--- WHAT IS NEEDED ---
In this exercise, reproduce the whole listing exactly.

--- SUPPLIED INFORMATION ---

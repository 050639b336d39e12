use rstest::rstest;

use super::*;
use crate::CategoryRef;

fn records() -> Vec<Record> {
    let horror = CategoryRef::new(1, "Horror");
    let comedy = CategoryRef::new(2, "Comedy");
    vec![
        Record::new(1, "Ghost", horror.clone()).with_stock(5).with_rate(2.0),
        Record::new(2, "Gnome", comedy).with_stock(0).with_rate(3.0),
        Record::new(3, "Alien", horror).with_stock(2).with_rate(4.0),
    ]
}

fn sorted_ids(d: SortDirective, records: &[Record]) -> Vec<u64> {
    let mut refs: Vec<_> = records.iter().collect();
    d.sort(&mut refs);
    refs.iter().map(|r| r.id.0).collect()
}

#[rstest]
#[case(SortDirective::ascending(SortField::Title), vec![3, 1, 2])]
#[case(SortDirective::descending(SortField::Title), vec![2, 1, 3])]
#[case(SortDirective::ascending(SortField::Stock), vec![2, 3, 1])]
#[case(SortDirective::descending(SortField::Rate), vec![3, 2, 1])]
#[case(SortDirective::ascending(SortField::Category), vec![2, 1, 3])]
fn sort_by_field(#[case] d: SortDirective, #[case] expected: Vec<u64>) {
    assert_eq!(sorted_ids(d, &records()), expected);
}

#[test]
fn sort_is_stable_in_both_directions() {
    let c = CategoryRef::new(1, "Horror");
    let records = vec![
        Record::new(1, "B", c.clone()).with_stock(1),
        Record::new(2, "A", c.clone()).with_stock(1),
        Record::new(3, "C", c.clone()).with_stock(0),
        Record::new(4, "D", c).with_stock(1),
    ];
    assert_eq!(
        sorted_ids(SortDirective::ascending(SortField::Stock), &records),
        vec![3, 1, 2, 4]
    );
    assert_eq!(
        sorted_ids(SortDirective::descending(SortField::Stock), &records),
        vec![1, 2, 4, 3]
    );
}

#[test]
fn toggled_same_field_flips() {
    let d = SortDirective::ascending(SortField::Title);
    assert_eq!(d.toggled(SortField::Title), SortDirective::descending(SortField::Title));
    assert_eq!(
        d.toggled(SortField::Title).toggled(SortField::Title),
        SortDirective::ascending(SortField::Title)
    );
}

#[test]
fn toggled_other_field_ascending() {
    let d = SortDirective::descending(SortField::Title);
    assert_eq!(d.toggled(SortField::Rate), SortDirective::ascending(SortField::Rate));
}

#[rstest]
#[case("title", SortField::Title)]
#[case("category", SortField::Category)]
#[case("stock", SortField::Stock)]
#[case("rate", SortField::Rate)]
fn parse_field(#[case] s: &str, #[case] expected: SortField) {
    assert_eq!(s.parse::<SortField>().unwrap(), expected);
    assert_eq!(expected.to_string(), s);
}

#[test]
fn parse_unknown_field() {
    assert!("genre_id".parse::<SortField>().is_err());
}

#[test]
fn parse_direction() {
    assert_eq!("asc".parse::<SortDirection>().unwrap(), SortDirection::Ascending);
    assert_eq!("desc".parse::<SortDirection>().unwrap(), SortDirection::Descending);
    assert!("up".parse::<SortDirection>().is_err());
}

#[test]
fn direction_serde_matches_display() {
    let json = serde_json::to_string(&SortDirection::Descending).unwrap();
    assert_eq!(json, format!("\"{}\"", SortDirection::Descending));
    let d: SortDirective =
        serde_json::from_str(r#"{"field":"stock","direction":"asc"}"#).unwrap();
    assert_eq!(d, SortDirective::ascending(SortField::Stock));
    assert!(serde_json::from_str::<SortDirection>(r#""descending""#).is_err());
}

#[test]
fn directive_display() {
    assert_eq!(SortDirective::descending(SortField::Rate).to_string(), "rate desc");
}

#[test]
fn labels() {
    let labels: Vec<_> = SortField::ALL.iter().map(|f| f.label()).collect();
    assert_eq!(labels, ["Title", "Category", "Stock", "Rate"]);
}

--- ANSWER TO THE PROBLEM ---
repository 050639b336d39e12
use rstest::rstest;

use super::*;
use crate::CategoryRef;

fn records() -> Vec<Record> {
    let horror = CategoryRef::new(1, "Horror");
    let comedy = CategoryRef::new(2, "Comedy");
    vec![
        Record::new(1, "Ghost", horror.clone()).with_stock(5).with_rate(2.0),
        Record::new(2, "Gnome", comedy).with_stock(0).with_rate(3.0),
        Record::new(3, "Alien", horror).with_stock(2).with_rate(4.0),
    ]
}

fn sorted_ids(d: SortDirective, records: &[Record]) -> Vec<u64> {
    let mut refs: Vec<_> = records.iter().collect();
    d.sort(&mut refs);
    refs.iter().map(|r| r.id.0).collect()
}

#[rstest]
#[case(SortDirective::ascending(SortField::Title), vec![3, 1, 2])]
#[case(SortDirective::descending(SortField::Title), vec![2, 1, 3])]
#[case(SortDirective::ascending(SortField::Stock), vec![2, 3, 1])]
#[case(SortDirective::descending(SortField::Rate), vec![3, 2, 1])]
#[case(SortDirective::ascending(SortField::Category), vec![2, 1, 3])]
fn sort_by_field(#[case] d: SortDirective, #[case] expected: Vec<u64>) {
    assert_eq!(sorted_ids(d, &records()), expected);
}

#[test]
fn sort_is_stable_in_both_directions() {
    let c = CategoryRef::new(1, "Horror");
    let records = vec![
        Record::new(1, "B", c.clone()).with_stock(1),
        Record::new(2, "A", c.clone()).with_stock(1),
        Record::new(3, "C", c.clone()).with_stock(0),
        Record::new(4, "D", c).with_stock(1),
    ];
    assert_eq!(
        sorted_ids(SortDirective::ascending(SortField::Stock), &records),
        vec![3, 1, 2, 4]
    );
    assert_eq!(
        sorted_ids(SortDirective::descending(SortField::Stock), &records),
        vec![1, 2, 4, 3]
    );
}

#[test]
fn toggled_same_field_flips() {
    let d = SortDirective::ascending(SortField::Title);
    assert_eq!(d.toggled(SortField::Title), SortDirective::descending(SortField::Title));
    assert_eq!(
        d.toggled(SortField::Title).toggled(SortField::Title),
        SortDirective::ascending(SortField::Title)
    );
}

#[test]
fn toggled_other_field_ascending() {
    let d = SortDirective::descending(SortField::Title);
    assert_eq!(d.toggled(SortField::Rate), SortDirective::ascending(SortField::Rate));
}

#[rstest]
#[case("title", SortField::Title)]
#[case("category", SortField::Category)]
#[case("stock", SortField::Stock)]
#[case("rate", SortField::Rate)]
fn parse_field(#[case] s: &str, #[case] expected: SortField) {
    assert_eq!(s.parse::<SortField>().unwrap(), expected);
    assert_eq!(expected.to_string(), s);
}

#[test]
fn parse_unknown_field() {
    assert!("genre_id".parse::<SortField>().is_err());
}

#[test]
fn parse_direction() {
    assert_eq!("asc".parse::<SortDirection>().unwrap(), SortDirection::Ascending);
    assert_eq!("desc".parse::<SortDirection>().unwrap(), SortDirection::Descending);
    assert!("up".parse::<SortDirection>().is_err());
}

#[test]
fn direction_serde_matches_display() {
    let json = serde_json::to_string(&SortDirection::Descending).unwrap();
    assert_eq!(json, format!("\"{}\"", SortDirection::Descending));
    let d: SortDirective =
        serde_json::from_str(r#"{"field":"stock","direction":"asc"}"#).unwrap();
    assert_eq!(d, SortDirective::ascending(SortField::Stock));
    assert!(serde_json::from_str::<SortDirection>(r#""descending""#).is_err());
}

#[test]
fn directive_display() {
    assert_eq!(SortDirective::descending(SortField::Rate).to_string(), "rate desc");
}

#[test]
fn labels() {
    let labels: Vec<_> = SortField::ALL.iter().map(|f| f.label()).collect();
    assert_eq!(labels, ["Title", "Category", "Stock", "Rate"]);
}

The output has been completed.